When the temperature outside is -50 degrees F: 
Active Volcanos and hot spring Geysers freeze solid 
People living in Buffalo acknowledge the onset of winter and get out the mega-horse snowthrower.


----------



## Bob Hubbard (Jan 30, 2003)

Two guys from Buffalo, NY die and wake up in hell.


The next day the devil stops in to check on them and sees them dressed in parkas, mittens and bomber hats warming themselves around the fire.

The devil asks them, "What are you doing? Isn't it hot enough for you?"
The two guys reply, "Well, you know, we're from Buffalo, the land of snow and ice and cold.

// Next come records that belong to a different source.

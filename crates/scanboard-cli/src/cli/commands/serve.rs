//! Run the dashboard server.

use anyhow::{Context, Result};

use scanboard_srv::{server, ServerConfig};

use crate::cli::args::ServeArgs;

pub async fn run(args: ServeArgs) -> Result<()> {
    let mut config = ServerConfig::load(&args.config)
        .with_context(|| format!("loading config from {}", args.config.display()))?;

    if let Some(listen) = args.listen {
        config.listen = listen;
    }

    server::run(&config).await.context("dashboard server failed")
}
//! JSON file source.

use async_trait::async_trait;
use scanboard_core::RawFinding;
use std::path::PathBuf;
use tracing::debug;

use super::FindingSource;
use crate::SrvError;

/// Reads a JSON array of raw findings from disk on every fetch.
///
/// The file is re-read whole on each refresh; there is no change
/// detection. A missing or unparseable file is a source failure, not an
/// empty batch.
pub struct FileSource {
    path: PathBuf,
}

impl FileSource {
    /// Create a source reading from the given path.
    #[must_use]
    pub const fn new(path: PathBuf) -> Self {
        Self { path }
    }
}

#[async_trait]
impl FindingSource for FileSource {
    async fn fetch(&self) -> crate::Result<Vec<RawFinding>> {
        debug!(path = %self.path.display(), "reading findings file");

        let content = tokio::fs::read_to_string(&self.path).await.map_err(|e| {
            SrvError::Source(format!("failed to read {}: {e}", self.path.display()))
        })?;

        serde_json::from_str(&content).map_err(|e| {
            SrvError::Source(format!("failed to parse {}: {e}", self.path.display()))
        })
    }
}

#[cfg(test)]
mod tests {
    use super::*;
    use std::io::Write;

    #[tokio::test]
    async fn test_fetch_valid_file() {
        let mut tmpfile = tempfile::NamedTempFile::new().unwrap();
        write!(
            tmpfile,
            r#"[{{
                "status": "FAIL",
                "severity": "high",
                "service": "monitor",
                "check_id": "monitor_alert_delete_nsg",
                "timestamp": "2024-05-01T12:00:00Z"
            }}]"#
        )
        .unwrap();

        let source = FileSource::new(tmpfile.path().to_path_buf());
        let batch = source.fetch().await.unwrap();
        assert_eq!(batch.len(), 1);
        assert_eq!(batch[0].status, "FAIL");
        assert_eq!(batch[0].service, "monitor");
    }

    #[tokio::test]
    async fn test_fetch_missing_file_is_source_error() {
        let source = FileSource::new(PathBuf::from("/tmp/nonexistent_scanboard_findings.json"));
        let err = source.fetch().await.unwrap_err();
        assert!(matches!(err, SrvError::Source(_)));
    }

    #[tokio::test]
    async fn test_fetch_malformed_json_is_source_error() {
        let mut tmpfile = tempfile::NamedTempFile::new().unwrap();
        write!(tmpfile, "not json").unwrap();

        let source = FileSource::new(tmpfile.path().to_path_buf());
        let err = source.fetch().await.unwrap_err();
        assert!(matches!(err, SrvError::Source(_)));
    }
}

We're just happy for a chance to warm up a little bit, you know."
The devil decides that these two aren't miserable enough and turns up the heat.

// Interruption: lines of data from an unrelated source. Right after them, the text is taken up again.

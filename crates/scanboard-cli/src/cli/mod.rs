//! CLI entry point and command dispatch.

pub mod args;
pub mod commands;

use anyhow::Result;
use clap::Parser;
use tracing_subscriber::EnvFilter;

use args::{Cli, Commands};

/// Parse arguments, install the tracing subscriber, and dispatch.
pub async fn run() -> Result<()> {
    let cli = Cli::parse();

    let default_filter = if cli.verbose { "debug" } else { "info" };
    tracing_subscriber::fmt()
        .with_env_filter(
            EnvFilter::try_from_default_env().unwrap_or_else(|_| EnvFilter::new(default_filter)),
        )
        .init();

    match cli.command {
        Commands::Serve(cmd) => commands::serve::run(cmd).await,
        Commands::Summary(cmd) => commands::summary::run(cmd).await,
    }
}
use serde::{Deserialize, Serialize};

use super::finding::Severity;

/// Current severity filter selection.
///
/// Either no filter (all severities) or exactly one severity, mirroring a
/// single-select dropdown. Owned by the UI session; everything downstream
/// treats it as a value.
#[derive(Debug, Clone, Copy, Default, PartialEq, Eq, Serialize, Deserialize)]
pub enum SeverityFilter {
    /// No filter: the working set is the full collection.
    #[default]
    All,
    /// Only findings with the given severity.
    Only(Severity),
}

impl SeverityFilter {
    /// Whether a finding of the given severity belongs to the working set.
    #[must_use]
    pub fn matches(self, severity: Severity) -> bool {
        match self {
            Self::All => true,
            Self::Only(wanted) => severity == wanted,
        }
    }
}

impl From<Option<Severity>> for SeverityFilter {
    fn from(selection: Option<Severity>) -> Self {
        selection.map_or(Self::All, Self::Only)
    }
}

#[cfg(test)]
mod tests {
    use super::*;

    #[test]
    fn test_all_matches_everything() {
        for severity in Severity::ALL {
            assert!(SeverityFilter::All.matches(severity));
        }
    }

    #[test]
    fn test_only_matches_exactly_one() {
        let filter = SeverityFilter::Only(Severity::High);
        assert!(filter.matches(Severity::High));
        assert!(!filter.matches(Severity::Medium));
        assert!(!filter.matches(Severity::Low));
    }

    #[test]
    fn test_from_option() {
        assert_eq!(SeverityFilter::from(None), SeverityFilter::All);
        assert_eq!(
            SeverityFilter::from(Some(Severity::Low)),
            SeverityFilter::Only(Severity::Low)
        );
    }
}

The next morning he stops in again and there they are, still dressed in parkas, hats and mittens. 
The devil asks them again, "Its awfully hot down here, can't you guys feel that?" 
Again the two guys reply,"Well, like we told you yesterday, we're from Buffalo, the land of snow and ice and cold. We're just happy for a chance to warm up a little bit, you know."
This gets the devil a little steamed up and he decides to fix the two guys. He cranks the heat up as high as it will go. The people are
wailing and screaming every where. He stops by the room with the two guys from Buffalo and finds them in light jackets and hats, grilling sausage and drinking beer.

The devil is astonished, "Everyone down here Is in abject misery, and you two seem to be enjoying yourself."
The two Buffaloans reply, "Well, ya know, we don't get too much warm weather up there in Buffalo, we've just got to have a cook out  when the weathers this nice."
The devil is absolutely furious, he can hardly see straight. 
Finally he comes up with the answer.
The two guys love the heat because they have been cold all their lives.
The devil decides to turn all the heat off in hell. The next morning, the temperature is below zero, icicles are hanging everywhere, people are shivering so bad that they are unable to wail, moan and gnash their teeth.

The devil smiles and heads for the room with the two New Yorkers.
He gets there and finds them back in their parkas, bomber hats, and mittens. They are jumping up and down, cheering, yelling and screaming like mad men. The devil is dumb founded, "I don't understand, when I turn up the heat you're happy. Now its freezing cold and you're still happy. What is wrong with you two?
The Buffaloans look at the devil in surprise, "Well, don't you know, If hell froze over, that must mean the Bills won the super bowl


----------